After this the extinguisher should be emptied of it must be depressurised and all its s pxtinguishing contents which we place emptied into a bucket in order that a check can be carried out on the inside extinguisher, reusing the existing water if possible.

Within each extinguisher there is a silicone lining protecting the metal from rust, over time, particularly with water-based equipment, liquid can stagnate and stagnate and lining, force this silicone lining to bubble and potentially come away from the metal surface. This can cause an obstruction if left unchecked which will prevent the extinguisher from operating correctly.

Having completed the inspection of the inside of the body; the head assembly, operating handle, and the hose must now be checked must then be checked, making sure the handle has free, and easy, unobstructive and, unhindered movement cleaning any debris with a small-headed wire brush. Using the working mechanism of the valve within the handle / head assembly to do a blow-test of the hosepipe ensuring a free flow of air, also visually checking the rubber for deterioration, which can lead to leakage. Once this is complete the fire extinguisher can be refilled, repressurised and then it can go back into service for another twelve months unobstructed.

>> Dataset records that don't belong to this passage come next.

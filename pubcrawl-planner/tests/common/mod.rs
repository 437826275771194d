//! Shared fixtures for the golden route tests.
//!
//! Each golden route is a small corridor stored as JSON under
//! `tests/golden_routes/data`. Venues are [`Pub`] records and the request is
//! a [`PlanRequest`], both in their serde form. Distances are planar, so the
//! expected totals can be checked by hand.

use std::fs;
use std::path::PathBuf;

use pubcrawl_core::test_support::{PlanarDistanceOracle, planar_matrix};
use pubcrawl_core::{PlanRequest, PlanResponse, PlanStatus, Pub, PubRegistry, SearchStrategy};
use pubcrawl_planner::CrawlPlanner;
use serde::Deserialize;

/// Tolerance for comparing walking distances, in meters.
pub const DISTANCE_TOLERANCE: f64 = 0.01;

/// Deserialised golden route test case.
#[derive(Debug, Deserialize, Clone)]
pub struct GoldenRoute {
    /// Name of the case, used in failure messages.
    pub name: String,
    /// What the case demonstrates.
    pub description: String,
    /// Venues in registry order.
    pub pubs: Vec<Pub>,
    /// Request to plan.
    pub request: PlanRequest,
    /// Expected outcome.
    pub expected: ExpectedRoute,
}

/// Expected outcome of a golden route.
#[derive(Debug, Deserialize, Clone)]
pub struct ExpectedRoute {
    /// Venue ids in visiting order.
    pub route_pub_ids: Vec<String>,
    /// Plan status.
    pub status: PlanStatus,
    /// Subset search that should run.
    pub strategy: SearchStrategy,
    /// Total walking distance in meters.
    pub total_distance_meters: f64,
}

impl GoldenRoute {
    /// Planner over this case's venues with planar distances.
    pub fn planner(&self) -> CrawlPlanner<PlanarDistanceOracle> {
        let registry = PubRegistry::new(self.pubs.clone()).unwrap_or_else(|e| {
            panic!("golden route {} has invalid venues: {e}", self.name)
        });
        let matrix = planar_matrix(&registry);
        CrawlPlanner::new(registry, matrix, PlanarDistanceOracle)
            .unwrap_or_else(|e| panic!("golden route {} builds no planner: {e}", self.name))
    }

    /// Venue ids visited by `response`, in order.
    pub fn visited_ids(&self, response: &PlanResponse) -> Vec<String> {
        response
            .route
            .pubs()
            .map(|index| {
                self.pubs
                    .get(index.get())
                    .map(|venue| venue.id.clone())
                    .unwrap_or_else(|| panic!("{}: route names unknown pub {index}", self.name))
            })
            .collect()
    }

    /// Whether `total` matches the expected distance.
    #[expect(clippy::float_arithmetic, reason = "distances compare within a tolerance")]
    pub fn distance_matches(&self, total: f64) -> bool {
        (total - self.expected.total_distance_meters).abs() <= DISTANCE_TOLERANCE
    }
}

/// Load a golden route from the data directory by name (without extension).
///
/// # Panics
///
/// Panics if the file cannot be read or parsed.
pub fn load_golden_route(name: &str) -> GoldenRoute {
    let path = PathBuf::from(env!("CARGO_MANIFEST_DIR"))
        .join("tests/golden_routes/data")
        .join(format!("{name}.json"));
    let content = fs::read_to_string(&path).unwrap_or_else(|e| {
        panic!(
            "failed to read golden route file at {}: {}",
            path.display(),
            e
        )
    });
    serde_json::from_str(&content).unwrap_or_else(|e| {
        panic!(
            "failed to parse golden route JSON at {}: {}",
            path.display(),
            e
        )
    })
}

The head assembly should be cleaned with a small brush, removing any debris which could prevent normal operation.

Utilising the one-way valve in the head, a blow-test can be performed whilst testing the length of the hose for blockages and inspecting the rubber for deterioration.

Once these checks have been completed the extinguisher can be rebuilt, refilled and eventually repressurised before going back into service for another twelve months.